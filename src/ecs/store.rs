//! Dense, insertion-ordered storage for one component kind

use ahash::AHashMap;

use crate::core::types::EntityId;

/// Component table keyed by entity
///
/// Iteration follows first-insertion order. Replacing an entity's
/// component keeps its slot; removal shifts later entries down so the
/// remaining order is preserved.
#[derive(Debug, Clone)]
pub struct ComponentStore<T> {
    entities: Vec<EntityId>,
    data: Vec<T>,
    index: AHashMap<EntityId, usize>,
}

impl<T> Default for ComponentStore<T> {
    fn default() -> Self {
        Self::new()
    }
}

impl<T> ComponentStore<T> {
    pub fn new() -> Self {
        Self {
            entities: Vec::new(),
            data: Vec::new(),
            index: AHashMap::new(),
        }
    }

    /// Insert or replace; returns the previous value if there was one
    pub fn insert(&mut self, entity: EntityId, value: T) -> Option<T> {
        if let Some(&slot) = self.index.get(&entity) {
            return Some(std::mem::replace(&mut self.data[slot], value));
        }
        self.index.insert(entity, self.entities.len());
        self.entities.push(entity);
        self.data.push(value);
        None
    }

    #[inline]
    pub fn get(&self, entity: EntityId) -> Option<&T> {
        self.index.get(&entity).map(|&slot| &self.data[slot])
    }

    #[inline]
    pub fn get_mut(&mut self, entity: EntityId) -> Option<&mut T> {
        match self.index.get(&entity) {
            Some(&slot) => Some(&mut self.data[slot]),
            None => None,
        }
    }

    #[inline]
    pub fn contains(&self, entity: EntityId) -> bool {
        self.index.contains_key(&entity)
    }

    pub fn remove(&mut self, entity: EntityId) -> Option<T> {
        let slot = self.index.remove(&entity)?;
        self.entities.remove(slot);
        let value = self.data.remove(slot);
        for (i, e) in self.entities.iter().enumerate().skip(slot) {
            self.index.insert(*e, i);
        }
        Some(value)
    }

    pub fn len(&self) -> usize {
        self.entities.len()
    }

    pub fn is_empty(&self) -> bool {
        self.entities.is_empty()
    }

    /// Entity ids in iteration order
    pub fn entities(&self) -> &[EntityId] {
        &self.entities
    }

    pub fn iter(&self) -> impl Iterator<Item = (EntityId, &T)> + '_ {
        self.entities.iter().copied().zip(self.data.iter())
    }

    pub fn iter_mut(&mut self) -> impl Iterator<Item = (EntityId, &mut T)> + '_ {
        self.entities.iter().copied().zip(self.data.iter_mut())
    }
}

*DIRECTIONS:*
In the entries above, find each line with the word "value" and return it.

*REPLY:*
    /// Insert or replace; returns the previous value if there was one
    pub fn insert(&mut self, entity: EntityId, value: T) -> Option<T> {
            return Some(std::mem::replace(&mut self.data[slot], value));
        self.data.push(value);
        let value = self.data.remove(slot);
        Some(value)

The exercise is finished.